Collected data:
=== Begin Enclosure ===
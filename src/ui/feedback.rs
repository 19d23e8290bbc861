use ratatui::{
    prelude::*,
    widgets::{Block, Borders, Padding, Paragraph, Wrap},
};

use crate::app::App;

pub fn render(frame: &mut Frame, area: Rect, app: &App) {
    let chunks = Layout::vertical([
        Constraint::Length(1),
        Constraint::Length(3),
        Constraint::Fill(1),
        Constraint::Length(1),
    ])
    .margin(2)
    .split(area);

    let Some(verdict) = app.last_verdict() else {
        return;
    };

    let (headline, color) = if verdict.is_correct {
        ("Correct!", Color::Green)
    } else {
        ("Wrong.", Color::Red)
    };

    let header = Paragraph::new(Line::from(Span::styled(
        headline,
        Style::default().fg(color).bold(),
    )))
    .block(Block::default().borders(Borders::BOTTOM).border_style(Color::DarkGray));
    frame.render_widget(header, chunks[1]);

    let mut lines = Vec::new();
    if !verdict.is_correct {
        lines.push(Line::from(vec![
            Span::styled("Correct answer(s): ", Style::default().fg(Color::DarkGray)),
            Span::styled(
                verdict.correct_display.as_str(),
                Style::default().fg(Color::White),
            ),
        ]));
        lines.push(Line::from(""));
    }
    if let Some(explanation) = &app.current_question().explanation {
        lines.push(Line::from(Span::styled(
            explanation.as_str(),
            Style::default().fg(Color::Gray),
        )));
    }

    let body = Paragraph::new(lines)
        .wrap(Wrap { trim: true })
        .block(Block::default().padding(Padding::vertical(1)));
    frame.render_widget(body, chunks[2]);

    let controls = Paragraph::new("enter continue  ·  q quit")
        .alignment(Alignment::Center)
        .fg(Color::DarkGray);
    frame.render_widget(controls, chunks[3]);
}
=== End Enclosure ===
Task details: Repeat precisely the lines of the data starting at the one containing "let Some(verdict) = app.last_verdict()", last line included.

Task result:
    let Some(verdict) = app.last_verdict() else {
        return;
    };

    let (headline, color) = if verdict.is_correct {
        ("Correct!", Color::Green)
    } else {
        ("Wrong.", Color::Red)
    };

    let header = Paragraph::new(Line::from(Span::styled(
        headline,
        Style::default().fg(color).bold(),
    )))
    .block(Block::default().borders(Borders::BOTTOM).border_style(Color::DarkGray));
    frame.render_widget(header, chunks[1]);

    let mut lines = Vec::new();
    if !verdict.is_correct {
        lines.push(Line::from(vec![
            Span::styled("Correct answer(s): ", Style::default().fg(Color::DarkGray)),
            Span::styled(
                verdict.correct_display.as_str(),
                Style::default().fg(Color::White),
            ),
        ]));
        lines.push(Line::from(""));
    }
    if let Some(explanation) = &app.current_question().explanation {
        lines.push(Line::from(Span::styled(
            explanation.as_str(),
            Style::default().fg(Color::Gray),
        )));
    }

    let body = Paragraph::new(lines)
        .wrap(Wrap { trim: true })
        .block(Block::default().padding(Padding::vertical(1)));
    frame.render_widget(body, chunks[2]);

    let controls = Paragraph::new("enter continue  ·  q quit")
        .alignment(Alignment::Center)
        .fg(Color::DarkGray);
    frame.render_widget(controls, chunks[3]);
}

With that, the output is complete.